Employees’ Descriptions and Management of Power-Laden Stigma in Sexual and Reproductive Healthcare at Planned Parenthood
By Rikki A. Roscoe

Project Abstract
Despite providing vital sexual and reproductive healthcare for over 100 years, the U.S. Planned Parenthood (PP) organization has remained highly contested, making it difficult for the organization to attain its mission of providing “care, no matter what.” The current study took a critical-interpretive health communication approach to examine how healthcare employees experienced and managed power-laden stigma related to working in a core stigmatized organization – PP. Data was collected through in-depth interviews with 27 U.S. PP employees approximately one month after the fall of Roe v. Wade and analyzed using the phronetic iterative approach. Ultimately, PP employees described four stigmatizing constructions of the organization that impacted employees and patients: 1) PP as abortion provider, 2) PP as white supremacist, 3) PP as covert capitalist, and 4) PP as shallow activist. PP employees’ management of multiple power-laden stigmas depended on whether their stigmatized identity was discredited or discreditable (Goffman, 1963), that is, known or unknown. Employees were discredited in the workplace, where their stigma management responses were often impacted by organizational policy or the need to remain professional in patient-provider interactions. Employees were discreditable outside of the workplace. In this case, employees engaged in a stigma appraisal process, a new concept where a stigmatized individual considers several internal and external factors in deciding whether to disclose their stigmatized identity. In addition, employees managed stigmatizing discourses and structural stigma. This study contributes to communication scholarship by advancing stigma management theorizing and developing new stigma concepts, including stigma appraisal, synecdochical stigma, and the abortion stigma hierarchy. Further, the results have the ability to inform destigmatizing campaigns, organizational practices, and employee training that can improve conditions for employees working in stigmatized organizations and improve patient-provider communication surrounding stigmatized healthcare. Ideally, these contributions can ensure that PP not only provides “care, no matter what” but effective care.

RQ1
How do Planned Parenthood employees describe the multiple power-laden stigmas surrounding the Planned Parenthood organization?

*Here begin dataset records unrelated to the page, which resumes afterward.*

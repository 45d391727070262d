//! Enumerate client names present in a source.

use std::collections::BTreeSet;

use rcc_config::keys::split_key;
use rcc_config::ConfigSource;

use crate::field::field;

/// Names of every client with at least one known field under `prefix`.
///
/// Only sources that enumerate their keys contribute; environment variables
/// are never listed. Quoted names are returned without their quotes, so
/// `a` and `"a"` report once.
pub fn configured_clients<S: ConfigSource + ?Sized>(source: &S, prefix: &str) -> Vec<String> {
    let names: BTreeSet<String> = source
        .keys()
        .iter()
        .filter_map(|key| key.strip_prefix(prefix))
        .filter_map(|rest| {
            let mut segments = split_key(rest);
            if segments.len() != 2 || field(&segments[1]).is_none() || segments[0].is_empty() {
                return None;
            }
            Some(segments.swap_remove(0))
        })
        .collect();

    tracing::debug!(prefix, count = names.len(), "discovered configured clients");
    names.into_iter().collect()
}
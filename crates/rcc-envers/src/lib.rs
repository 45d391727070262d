//! Audit/versioning settings for the persistence layer.
//!
//! [`EnversConfig`] is read from a configuration source and handed to
//! [`contribute_boot_properties`], which forwards each setting to a
//! [`PropertySink`] under its well-known boot property name.

pub mod settings;
pub mod sink;

pub use settings::{EnversConfig, DEFAULT_PREFIX};
pub use sink::{contribute_boot_properties, AbsentPolicy, PropertySink, PropertyValue};
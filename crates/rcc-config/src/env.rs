//! Environment variable source.
//!
//! Property names rarely survive as environment variable names, so each
//! lookup tries three spellings of the key:
//! 1. the key verbatim
//! 2. every non-alphanumeric character replaced by `_`
//! 3. form 2 upper-cased
//!
//! `quarkus.rest-client."my-client".url` is therefore also found as
//! `QUARKUS_REST_CLIENT__MY_CLIENT__URL`.

use std::fmt;
use std::sync::Arc;

use crate::source::{ConfigSource, ORDINAL_ENV};

type EnvLookup = Arc<dyn Fn(&str) -> Option<String> + Send + Sync>;

/// Reads values from the process environment (or an injected lookup).
#[derive(Clone)]
pub struct EnvSource {
    ordinal: i32,
    lookup: EnvLookup,
}

impl EnvSource {
    /// Source backed by the real process environment.
    pub fn new() -> Self {
        Self::with_lookup(|key| std::env::var(key).ok())
    }

    /// Source backed by a custom lookup function.
    pub fn with_lookup<F>(lookup: F) -> Self
    where
        F: Fn(&str) -> Option<String> + Send + Sync + 'static,
    {
        Self {
            ordinal: ORDINAL_ENV,
            lookup: Arc::new(lookup),
        }
    }

    /// Set the ordinal.
    pub fn with_ordinal(mut self, ordinal: i32) -> Self {
        self.ordinal = ordinal;
        self
    }
}

impl Default for EnvSource {
    fn default() -> Self {
        Self::new()
    }
}

impl fmt::Debug for EnvSource {
    fn fmt(&self, f: &mut fmt::Formatter<'_>) -> fmt::Result {
        f.debug_struct("EnvSource")
            .field("ordinal", &self.ordinal)
            .finish_non_exhaustive()
    }
}

impl ConfigSource for EnvSource {
    fn name(&self) -> &str {
        "environment"
    }

    fn ordinal(&self) -> i32 {
        self.ordinal
    }

    fn get_value(&self, key: &str) -> Option<String> {
        env_candidates(key)
            .into_iter()
            .find_map(|candidate| (self.lookup)(&candidate))
    }

    fn keys(&self) -> Vec<String> {
        Vec::new()
    }
}

/// The environment variable names probed for `key`, in order, deduplicated.
pub fn env_candidates(key: &str) -> Vec<String> {
    let sanitized: String = key
        .chars()
        .map(|c| if c.is_ascii_alphanumeric() { c } else { '_' })
        .collect();
    let upper = sanitized.to_ascii_uppercase();

    let mut out = vec![key.to_string()];
    for candidate in [sanitized, upper] {
        if !out.contains(&candidate) {
            out.push(candidate);
        }
    }
    out
}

I. Planned Parenthood as Abortion Provider
“In most people’s minds, when you think of Planned Parenthood, you think of abortion.” – Stella, Registered Nurse
II. Planned Parenthood as White Supremacist
“Planned Parenthood has a really, excuse my French, shitty history. It started out with Margaret Sanger. And there was definitely a huge amount of eugenics in Planned Parenthood when it first started.” – Kai, Community Educator
III. Planned Parenthood as Covert Capitalist
“Some of the things that Planned Parenthood does really suck and are kind of fucked up… like, very profit-centered and not, like, patient-centered.” – Olivia, Training and Development Specialist
IV. Planned Parenthood as Shallow Activist
“I think that Planned Parenthood touts itself on being very inclusive… being very, like, we’re for the gays except for when it comes to actual, tangible actions. We’re not quite there. We’re not doing everything that we possibly can be doing.” – Brynn, Abortion Educator
RQ2
How do Planned Parenthood employees manage the multiple power-laden stigmas surrounding the Planned Parenthood organization?
I. Discredited Stigma Management
PP employees were discredited in the workplace because their stigmatized work identity was displayed. Here, employees’ stigma management strategies were primarily dictated by workplace policy and the need to remain professional when interacting with patients.
II. Discreditable Stigma Management
PP employees were discreditable outside of the workplace because their stigmatized work identity was often unknown. In discreditable situations, PP employees: 1) engaged in a stigma appraisal process where they considered several internal and external factors in deciding whether to disclose their stigmatized work identity, 2) faced forced disclosure regardless of whether they wanted to disclose, and/or 3) chose to ignore and display their stigmatized status without concern of the consequences.
III. Communicatively Managing Stigmatizing Discourses
Participants responded to stigmatizing discourses by 1) framing abortion as basic healthcare, 2) highlighting PP’s helpful and life-saving services, and 3) framing the stigmatizers as hypocritical.
IV. Structural Stigma Management
In addressing structural stigma, participants 1) sought to find loopholes in state policy, 2) provided scarce resources to underserved communities, including education and financial assistance for health services, 3) individualized patient care by emphasizing equity over equality and centering co-cultural members and communities, and 4) enacted overt resistance to organizational policies by attempting to unionize.